During Roman Britain, Littlebury Green was named 'Stretley' after its position on the Ermine Street route towards Chesterford. A 16th-century will bequeathed a house at "Strelly Green commonly called Littlebury Green". White's Directory mentions the Roman road and of records referring to the settlement as 'Streetly Green'

In 1851 Littlebury Green comprised 32 houses, including two beer-houses. By 2008 the village contained 53 houses.

From 1882 to 1933 Littlebury Green was described as being 2 mi west-southwest from Littlebury church. A small chapel of ease, built in 1885 by subscription and dedicated to St Peter, held seating for 150. One of the principal landowners was Lord Braybrooke who was also lord of the manor.
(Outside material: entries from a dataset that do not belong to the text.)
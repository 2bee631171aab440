//! Datagram transports the discovery engines run on.
//!
//! The legacy engine can serve a UDP socket and a path-aware socket under
//! one identity; both are driven through [`PacketTransport`]. Replies leave
//! on the transport matching the peer address kind.

use std::fmt;
use std::io;
use std::net::{IpAddr, SocketAddr};

use async_trait::async_trait;
use tos_bootnode_common::tokio::net::UdpSocket;

use crate::scion::{PathAwareSocket, ScionAddr};

#[derive(Debug, Clone, Copy, PartialEq, Eq, Hash)]
pub enum TransportKind {
    Udp,
    PathAware,
}

impl fmt::Display for TransportKind {
    fn fmt(&self, f: &mut fmt::Formatter<'_>) -> fmt::Result {
        match self {
            TransportKind::Udp => f.write_str("udp"),
            TransportKind::PathAware => f.write_str("path-aware"),
        }
    }
}

/// Where a packet came from or goes to.
#[derive(Debug, Clone, PartialEq, Eq, Hash)]
pub enum PeerAddress {
    Udp(SocketAddr),
    PathAware(ScionAddr),
}

impl PeerAddress {
    pub fn kind(&self) -> TransportKind {
        match self {
            PeerAddress::Udp(_) => TransportKind::Udp,
            PeerAddress::PathAware(_) => TransportKind::PathAware,
        }
    }

    /// Host IP, checked against the netlist.
    pub fn ip(&self) -> IpAddr {
        match self {
            PeerAddress::Udp(addr) => addr.ip(),
            PeerAddress::PathAware(addr) => addr.host,
        }
    }
}

impl From<SocketAddr> for PeerAddress {
    fn from(addr: SocketAddr) -> Self {
        PeerAddress::Udp(addr)
    }
}

impl fmt::Display for PeerAddress {
    fn fmt(&self, f: &mut fmt::Formatter<'_>) -> fmt::Result {
        match self {
            PeerAddress::Udp(addr) => write!(f, "{}", addr),
            PeerAddress::PathAware(addr) => write!(f, "{}", addr),
        }
    }
}

#[async_trait]
pub trait PacketTransport: Send + Sync {
    fn kind(&self) -> TransportKind;

    fn local_address(&self) -> io::Result<PeerAddress>;

    async fn recv_from(&self, buf: &mut [u8]) -> io::Result<(usize, PeerAddress)>;

    async fn send_to(&self, buf: &[u8], to: &PeerAddress) -> io::Result<usize>;
}

fn wrong_kind(expected: TransportKind, to: &PeerAddress) -> io::Error {
    io::Error::new(
        io::ErrorKind::InvalidInput,
        format!("cannot send to {} over a {} transport", to, expected),
    )
}

#[async_trait]
impl PacketTransport for UdpSocket {
    fn kind(&self) -> TransportKind {
        TransportKind::Udp
    }

    fn local_address(&self) -> io::Result<PeerAddress> {
        self.local_addr().map(PeerAddress::Udp)
    }

    async fn recv_from(&self, buf: &mut [u8]) -> io::Result<(usize, PeerAddress)> {
        let (len, from) = UdpSocket::recv_from(self, buf).await?;
        Ok((len, PeerAddress::Udp(from)))
    }

    async fn send_to(&self, buf: &[u8], to: &PeerAddress) -> io::Result<usize> {
        match to {
            PeerAddress::Udp(addr) => UdpSocket::send_to(self, buf, *addr).await,
            other => Err(wrong_kind(TransportKind::Udp, other)),
        }
    }
}

#[async_trait]
impl PacketTransport for PathAwareSocket {
    fn kind(&self) -> TransportKind {
        TransportKind::PathAware
    }

    fn local_address(&self) -> io::Result<PeerAddress> {
        Ok(PeerAddress::PathAware(self.local_addr().clone()))
    }

    async fn recv_from(&self, buf: &mut [u8]) -> io::Result<(usize, PeerAddress)> {
        let (len, from) = PathAwareSocket::recv_from(self, buf).await?;
        Ok((len, PeerAddress::PathAware(from)))
    }

    async fn send_to(&self, buf: &[u8], to: &PeerAddress) -> io::Result<usize> {
        match to {
            PeerAddress::PathAware(addr) => PathAwareSocket::send_to(self, buf, addr).await,
            other => Err(wrong_kind(TransportKind::PathAware, other)),
        }
    }
}

#[cfg(test)]
mod tests {
    use super::*;

    #[tokio::test]
    async fn test_udp_transport_roundtrip() {
        let a = UdpSocket::bind("127.0.0.1:0").await.unwrap();
        let b = UdpSocket::bind("127.0.0.1:0").await.unwrap();
        let b_addr = PacketTransport::local_address(&b).unwrap();

        PacketTransport::send_to(&a, b"hello", &b_addr).await.unwrap();
        let mut buf = [0u8; 16];
        let (len, from) = PacketTransport::recv_from(&b, &mut buf).await.unwrap();

        assert_eq!(&buf[..len], b"hello");
        assert_eq!(from, PeerAddress::Udp(a.local_addr().unwrap()));
    }

    #[tokio::test]
    async fn test_udp_transport_rejects_path_aware_peer() {
        let socket = UdpSocket::bind("127.0.0.1:0").await.unwrap();
        let peer = PeerAddress::PathAware("1-ff00:0:110,[127.0.0.1]:40000".parse().unwrap());
        let err = PacketTransport::send_to(&socket, b"x", &peer).await.unwrap_err();
        assert_eq!(err.kind(), io::ErrorKind::InvalidInput);
    }

    #[test]
    fn test_peer_address_ip() {
        let udp: PeerAddress = "10.1.2.3:2126".parse::<SocketAddr>().unwrap().into();
        assert_eq!(udp.ip(), "10.1.2.3".parse::<IpAddr>().unwrap());
        assert_eq!(udp.kind(), TransportKind::Udp);

        let path = PeerAddress::PathAware("1-64512,[192.168.1.7]:40000".parse().unwrap());
        assert_eq!(path.ip(), "192.168.1.7".parse::<IpAddr>().unwrap());
        assert_eq!(path.kind(), TransportKind::PathAware);
    }
}
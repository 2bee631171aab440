//! Node identity for the discovery protocol.
//!
//! A node is identified by an Ed25519 key pair. The node ID used for
//! Kademlia distances is the SHA3-256 hash of the 32-byte public key.

use std::cmp::Ordering;
use std::fmt;

use tos_bootnode_common::crypto::{
    Ed25519KeyPair, Ed25519PublicKey, Ed25519SecretKey, Ed25519Signature, Hash,
};

/// Node ID is a 32-byte hash of the node's public key.
pub type NodeId = Hash;

/// Node identity containing the key pair and derived node ID.
#[derive(Clone)]
pub struct NodeIdentity {
    keypair: Ed25519KeyPair,
    node_id: NodeId,
}

impl NodeIdentity {
    /// Generate a new random node identity.
    pub fn generate() -> Self {
        Self::from_keypair(Ed25519KeyPair::generate())
    }

    pub fn from_keypair(keypair: Ed25519KeyPair) -> Self {
        let node_id = keypair.node_id();
        Self { keypair, node_id }
    }

    pub fn from_secret(secret: &Ed25519SecretKey) -> Self {
        Self::from_keypair(Ed25519KeyPair::from_secret(secret))
    }

    pub fn node_id(&self) -> &NodeId {
        &self.node_id
    }

    pub fn public_key(&self) -> Ed25519PublicKey {
        self.keypair.public_key()
    }

    pub fn secret_key(&self) -> Ed25519SecretKey {
        self.keypair.secret_key()
    }

    pub fn sign(&self, message: &[u8]) -> Ed25519Signature {
        self.keypair.sign(message)
    }

    /// Hex form of the node ID, printed by `--writeaddress` and used in
    /// `tosnode://` URLs.
    pub fn fingerprint(&self) -> String {
        self.node_id.to_hex()
    }
}

impl fmt::Debug for NodeIdentity {
    fn fmt(&self, f: &mut fmt::Formatter<'_>) -> fmt::Result {
        f.debug_struct("NodeIdentity")
            .field("node_id", &self.node_id.to_hex())
            .field("public_key", &self.public_key().to_hex())
            .finish()
    }
}

/// XOR distance between two node IDs.
pub fn xor_distance(a: &NodeId, b: &NodeId) -> [u8; 32] {
    let mut result = [0u8; 32];
    for (out, (x, y)) in result
        .iter_mut()
        .zip(a.as_bytes().iter().zip(b.as_bytes().iter()))
    {
        *out = x ^ y;
    }
    result
}

/// Index of the highest differing bit, which selects the k-bucket.
///
/// Bucket 255 holds nodes differing in the most significant bit, bucket 0
/// nodes differing only in the least significant one. `None` for equal IDs.
pub fn log2_distance(a: &NodeId, b: &NodeId) -> Option<u8> {
    let distance = xor_distance(a, b);
    let (index, byte) = distance.iter().enumerate().find(|(_, b)| **b != 0)?;
    let bit_position = index * 8 + byte.leading_zeros() as usize;
    Some(255u8.saturating_sub(bit_position as u8))
}

/// Orders `a` and `b` by their distance to `target`, closest first.
pub fn compare_distance(target: &NodeId, a: &NodeId, b: &NodeId) -> Ordering {
    xor_distance(target, a).cmp(&xor_distance(target, b))
}
// Resolve the commit hash at build time so the bootnode can report
// `<crate version>-<commit>` in its --version output and startup log.

use std::process::Command;

fn main() {
    let commit_hash = match option_env!("TOS_COMMIT_HASH") {
        Some(hash) if hash.len() >= 7 => hash[0..7].to_string(),
        _ => Command::new("git")
            .args(["rev-parse", "--short", "HEAD"])
            .output()
            .ok()
            .filter(|output| output.status.success())
            .map(|output| String::from_utf8_lossy(&output.stdout).trim().to_string())
            .unwrap_or_else(|| "unknown".to_string()),
    };

    let build_version = format!("{}-{}", env!("CARGO_PKG_VERSION"), commit_hash);
    println!("cargo:rerun-if-env-changed=TOS_COMMIT_HASH");
    println!("cargo:rustc-env=BUILD_VERSION={build_version}");
}
// Version reported by every binary of the workspace: `<crate version>-<commit>`
pub const VERSION: &str = env!("BUILD_VERSION");

// Default UDP port of the discovery protocol
pub const DEFAULT_DISCOVERY_PORT: u16 = 2126;

// Default bind address of a bootnode, all interfaces on the discovery port
pub const DEFAULT_BOOTNODE_BIND_ADDRESS: &str = "0.0.0.0:2126";

// Name used for NAT port mappings and log files
pub const BOOTNODE_NAME: &str = "tos-bootnode";
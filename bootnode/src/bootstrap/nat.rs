use std::net::SocketAddr;
use std::sync::Arc;
use std::time::Duration;

use log::{debug, info, warn};
use tos_bootnode_common::tokio::{spawn_task, sync::Notify, time::timeout};

use crate::nat::{self, NatMechanism, Protocol};

/// How long startup waits for the external IP.
pub const EXTERNAL_IP_TIMEOUT: Duration = Duration::from_secs(5);

const MAPPING_NAME: &str = "tos discovery";

/// Turns the local listen address into the address announced to peers.
pub struct NatAttacher {
    mechanism: Option<Arc<dyn NatMechanism>>,
    external_ip_timeout: Duration,
    release: Arc<Notify>,
}

impl NatAttacher {
    pub fn new(mechanism: Option<Arc<dyn NatMechanism>>) -> Self {
        Self {
            mechanism,
            external_ip_timeout: EXTERNAL_IP_TIMEOUT,
            release: Arc::new(Notify::new()),
        }
    }

    pub fn with_timeout(mut self, external_ip_timeout: Duration) -> Self {
        self.external_ip_timeout = external_ip_timeout;
        self
    }

    /// Start keeping a UDP mapping for `local` alive in the background and
    /// return the announce address.
    ///
    /// The port is kept; the IP is replaced by the external one when the
    /// mechanism reports it in time. Changes of the external IP after this
    /// call are not picked up.
    pub async fn attach(&self, local: SocketAddr) -> SocketAddr {
        let Some(mechanism) = self.mechanism.as_ref() else {
            return local;
        };

        if local.ip().is_loopback() {
            if log::log_enabled!(log::Level::Debug) {
                debug!("Not mapping loopback address {} via {}", local, mechanism);
            }
        } else {
            spawn_task(
                "nat-map",
                nat::map(
                    mechanism.clone(),
                    Protocol::Udp,
                    local.port(),
                    local.port(),
                    MAPPING_NAME.to_string(),
                    self.release.clone(),
                ),
            );
        }

        match timeout(self.external_ip_timeout, mechanism.external_ip()).await {
            Ok(Ok(ip)) => {
                let announce = SocketAddr::new(ip, local.port());
                if log::log_enabled!(log::Level::Info) {
                    info!("Announcing external address {} (via {})", announce, mechanism);
                }
                announce
            }
            Ok(Err(e)) => {
                if log::log_enabled!(log::Level::Warn) {
                    warn!("Couldn't get external IP via {}: {}", mechanism, e);
                }
                local
            }
            Err(_) => {
                if log::log_enabled!(log::Level::Warn) {
                    warn!("Timed out waiting for external IP via {}", mechanism);
                }
                local
            }
        }
    }

    /// Ask the mapping task to delete its mapping and stop.
    pub fn release(&self) {
        if self.mechanism.is_some() {
            self.release.notify_one();
        }
    }
}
Within the village were two public houses, the Rose Inn and the Hoops Inn, and in 1933, also a tobacconist.

==Governance==
Local governance for the parish, including Littlebury Green, is served by Littlebury Parish Council.

==Landmarks==
There are several Grade II listed buildings in Littlebury Green: St Peter's Church; the former Hoops public house, a timber-framed house dating to the 17th century; the adjacent Green Farmhouse, a c.1600 two-storey timber-framed and plastered house, with adjoining brick barn; Caitlin's Farmhouse, a c.1600 timber-framed and plastered house with brick-faced bottom storey; and Howe Hall, a 19th-century brick house with its adjoining 18th- 19th-century timber-framed and plastered dovecote.